2. The method of claim 1, wherein the MEK inhibitor is selected from the group: REC-4881, Binimetinib, Cobimetinib, Selumetinib and Trametinib, or a pharmaceutically acceptable salt thereof.
3. The method of claim 2, wherein the MEK inhibitor is REC-4881 or a pharmaceutically acceptable salt thereof.
4. The method of any one of claims 1-3, wherein the cancer is selected from the group: hepatocellular carcinoma, colorectal, liver, bladder, endometrial, melanoma, ovarian, lung, pancreatic and gastric cancers.
5. The method of claim 4, wherein the cancer is hepatocellular carcinoma.
6. The method of claim 4, wherein the cancer is ovarian cancer.
7. The method of claim 4, wherein the cancer is melanoma.
8. The method of claim 4, wherein the cancer is colorectal cancer.
9. The method of claim 8, wherein the colorectal cancer is classified as CMS2 colorectal cancer.
10. The method of any one of claims 1-9, wherein the method further comprises a step of evaluating a subject suffering from cancer for the presence of one or more mutations in AXIN1 and/or APC.
11 . The method of any one of claims 1-10, wherein the method further comprises a step of administering one or more additional treatments for the cancer to the subject.
12. The method of claim 11 , wherein the one or more additional treatments comprise treatment with an immune checkpoint inhibitor.
13. The method of claim 12, wherein the immune checkpoint inhibitor is an inhibitor of PD-1 and/or PD-L1 or a pharmaceutically acceptable salt thereof.
14. The method of claim 13, wherein the MEK inhibitor is REC-4881 or a pharmaceutically acceptable salt thereof.

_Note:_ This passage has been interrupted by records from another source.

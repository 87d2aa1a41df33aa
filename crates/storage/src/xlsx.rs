use std::path::{Path, PathBuf};

use calamine::{Data, Reader, open_workbook_auto};

use quiz_core::model::{Difficulty, OptionKey, OptionSet, Question, QuestionId, TopicTag};

use crate::source::{QuestionSource, StorageError};

const COL_SERIAL: &str = "Serial No";
const COL_QUESTION: &str = "Question";
const COL_OPTIONS: &str = "Options";
const COL_CORRECT: &str = "Correct option";
const COL_TOPIC: &str = "TAG";
const COL_DIFFICULTY: &str = "Difficulty tag";

const REQUIRED_COLUMNS: [&str; 6] = [
    COL_SERIAL,
    COL_QUESTION,
    COL_OPTIONS,
    COL_CORRECT,
    COL_TOPIC,
    COL_DIFFICULTY,
];

/// Question bank backed by an xlsx workbook.
///
/// Columns are located by header name on the first worksheet, so column
/// order in the file does not matter. Question order follows row order.
#[derive(Debug, Clone)]
pub struct XlsxQuestionBank {
    path: PathBuf,
}

impl XlsxQuestionBank {
    #[must_use]
    pub fn new(path: impl Into<PathBuf>) -> Self {
        Self { path: path.into() }
    }

    #[must_use]
    pub fn path(&self) -> &Path {
        &self.path
    }
}

impl QuestionSource for XlsxQuestionBank {
    fn load(&self) -> Result<Vec<Question>, StorageError> {
        let mut workbook = open_workbook_auto(&self.path)?;
        let sheet_name = workbook
            .sheet_names()
            .first()
            .cloned()
            .ok_or(StorageError::NoWorksheet)?;
        let range = workbook.worksheet_range(&sheet_name)?;
        questions_from_rows(range.rows())
    }
}

/// Parse a header row plus data rows into the ordered question sequence.
///
/// Split out from the file I/O so row mapping is testable on constructed
/// cells. Row numbers in errors are 1-based workbook rows (header is row 1).
///
/// # Errors
///
/// Returns `StorageError::MissingHeader` / `MissingColumn` for a bad layout,
/// and `StorageError::BadRow` for the first row failing domain validation.
pub fn questions_from_rows<'a>(
    mut rows: impl Iterator<Item = &'a [Data]>,
) -> Result<Vec<Question>, StorageError> {
    let header = rows.next().ok_or(StorageError::MissingHeader)?;
    let columns = ColumnMap::from_header(header)?;

    let mut questions = Vec::new();
    for (offset, row) in rows.enumerate() {
        // Trailing blank rows are common in hand-edited sheets.
        if row.iter().all(is_blank_cell) {
            continue;
        }
        let row_number = offset + 2;
        let question = columns
            .question_from_row(row)
            .map_err(|source| StorageError::BadRow {
                row: row_number,
                source,
            })?;
        questions.push(question);
    }

    Ok(questions)
}

struct ColumnMap {
    serial: usize,
    question: usize,
    options: usize,
    correct: usize,
    topic: usize,
    difficulty: usize,
}

impl ColumnMap {
    fn from_header(header: &[Data]) -> Result<Self, StorageError> {
        let find = |name: &'static str| {
            header
                .iter()
                .position(|cell| cell_text(cell) == name)
                .ok_or(StorageError::MissingColumn { name })
        };

        // Probe all required names so the first diagnostic names a real gap.
        for name in REQUIRED_COLUMNS {
            find(name)?;
        }

        Ok(Self {
            serial: find(COL_SERIAL)?,
            question: find(COL_QUESTION)?,
            options: find(COL_OPTIONS)?,
            correct: find(COL_CORRECT)?,
            topic: find(COL_TOPIC)?,
            difficulty: find(COL_DIFFICULTY)?,
        })
    }

    fn question_from_row(&self, row: &[Data]) -> Result<Question, quiz_core::Error> {
        let serial = QuestionId::new(cell_at(row, self.serial))?;
        let options = OptionSet::parse(&cell_at(row, self.options))?;
        let correct = OptionKey::new(cell_at(row, self.correct))?;
        let topic = TopicTag::new(cell_at(row, self.topic))?;
        let difficulty: Difficulty = cell_at(row, self.difficulty).parse()?;

        Ok(Question::new(
            serial,
            cell_at(row, self.question),
            options,
            correct,
            topic,
            difficulty,
        )?)
    }
}

fn cell_at(row: &[Data], index: usize) -> String {
    row.get(index).map(cell_text).unwrap_or_default()
}

/// Stringify a cell. Serial numbers are frequently numeric cells, so whole
/// floats render without a fractional part.
fn cell_text(cell: &Data) -> String {
    match cell {
        Data::Empty => String::new(),
        Data::String(value) => value.trim().to_string(),
        Data::Int(value) => value.to_string(),
        Data::Float(value) => {
            if value.fract() == 0.0 {
                format!("{}", *value as i64)
            } else {
                value.to_string()
            }
        }
        Data::Bool(value) => value.to_string(),
        other => other.to_string().trim().to_string(),
    }
}

fn is_blank_cell(cell: &Data) -> bool {
    matches!(cell, Data::Empty) || cell_text(cell).is_empty()
}

#[cfg(test)]
mod tests {
    use super::*;

    fn header() -> Vec<Data> {
        REQUIRED_COLUMNS
            .iter()
            .map(|name| Data::String((*name).to_string()))
            .collect()
    }

    fn row(
        serial: Data,
        question: &str,
        options: &str,
        correct: &str,
        topic: &str,
        difficulty: &str,
    ) -> Vec<Data> {
        vec![
            serial,
            Data::String(question.to_string()),
            Data::String(options.to_string()),
            Data::String(correct.to_string()),
            Data::String(topic.to_string()),
            Data::String(difficulty.to_string()),
        ]
    }

    #[test]
    fn maps_rows_in_order_with_numeric_serials() {
        let rows = vec![
            header(),
            row(
                Data::Float(1.0),
                r"If $\sqrt{x+5} = 4$, find $x$.",
                "A@@10, B@@11",
                "B",
                "Algebra",
                "Medium",
            ),
            row(
                Data::String("2".to_string()),
                "Integrate $x^2$.",
                "A@@$x^3/3$, B@@$x^3$",
                "A",
                "Calculus",
                "Hard",
            ),
        ];

        let questions = questions_from_rows(rows.iter().map(Vec::as_slice)).unwrap();

        assert_eq!(questions.len(), 2);
        assert_eq!(questions[0].id().as_str(), "1");
        assert_eq!(questions[0].difficulty(), Difficulty::Medium);
        assert_eq!(questions[1].id().as_str(), "2");
        assert_eq!(questions[1].topic().as_str(), "Calculus");
    }

    #[test]
    fn blank_rows_are_skipped() {
        let rows = vec![
            header(),
            vec![Data::Empty; 6],
            row(
                Data::Int(7),
                "Question",
                "A@@1, B@@2",
                "A",
                "Geometry",
                "Easy",
            ),
        ];

        let questions = questions_from_rows(rows.iter().map(Vec::as_slice)).unwrap();
        assert_eq!(questions.len(), 1);
        assert_eq!(questions[0].id().as_str(), "7");
    }

    #[test]
    fn malformed_options_abort_with_row_number() {
        let rows = vec![
            header(),
            row(Data::Int(1), "Q", "A@@1, B@@2", "A", "Algebra", "Easy"),
            row(Data::Int(2), "Q", "A-81", "A", "Algebra", "Easy"),
        ];

        let err = questions_from_rows(rows.iter().map(Vec::as_slice)).unwrap_err();
        match err {
            StorageError::BadRow { row, .. } => assert_eq!(row, 3),
            other => panic!("unexpected error: {other}"),
        }
    }

    #[test]
    fn missing_column_is_named() {
        let mut bad_header = header();
        bad_header.remove(2); // drop "Options"
        let rows = vec![bad_header];

        let err = questions_from_rows(rows.iter().map(Vec::as_slice)).unwrap_err();
        match err {
            StorageError::MissingColumn { name } => assert_eq!(name, COL_OPTIONS),
            other => panic!("unexpected error: {other}"),
        }
    }

    #[test]
    fn unknown_difficulty_is_rejected() {
        let rows = vec![
            header(),
            row(Data::Int(1), "Q", "A@@1, B@@2", "A", "Algebra", "Extreme"),
        ];

        let err = questions_from_rows(rows.iter().map(Vec::as_slice)).unwrap_err();
        assert!(matches!(err, StorageError::BadRow { row: 2, .. }));
    }

    #[test]
    fn empty_sheet_reports_missing_header() {
        let rows: Vec<Vec<Data>> = Vec::new();
        let err = questions_from_rows(rows.iter().map(Vec::as_slice)).unwrap_err();
        assert!(matches!(err, StorageError::MissingHeader));
    }
}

15. The method of claim 11 , wherein the one or more additional treatment comprise treatment with a RAF inhibitor.
16. The method of any one of claims 1-15, wherein the MEK inhibitor or pharmaceutically acceptable salt thereof is provided as a second line treatment wherein the subject was previously subjected to a first line treatment for the cancer with an immune checkpoint inhibitor and wherein the subject was non-responsive to the treatment with the immune checkpoint inhibitor.
17. The method of any one of claims 1-16, wherein the cancer is relapsed or refractory.
18. The method of any one of claims 1-17, wherein the MEK inhibitor or pharmaceutically acceptable salt thereof is administered as a single agent.
18. The method of any one of claims 1-18, wherein the MEK inhibitor or pharmaceutically acceptable salt thereof is administered to the subject at a suitable dose to provide greater than 70% average pERK inhibition and -50% trough pERK inhibition in the subject.
19. The method of claim 18, wherein the MEK inhibitor is administered in the range of 8 - 16 mg of MEK inhibitor per kg bodyweight of the subject.
20. A method of using one or more mutations in AXIN1 and/or APC in a subject suffering from cancer as a biomarker to evaluate the likelihood that a MEK inhibitor or a pharmaceutically acceptable salt thereof would produce an anti-cancer effect in the subject, the method comprising: assaying for the presence of one or more mutations in AXIN1 and/or APC in the subject; and if one or more mutations in AXIN1 and/or APC are present in the subject, administering a MEK inhibitor or a pharmaceutically acceptable salt thereof to the subject to produce the anti-cancer effect.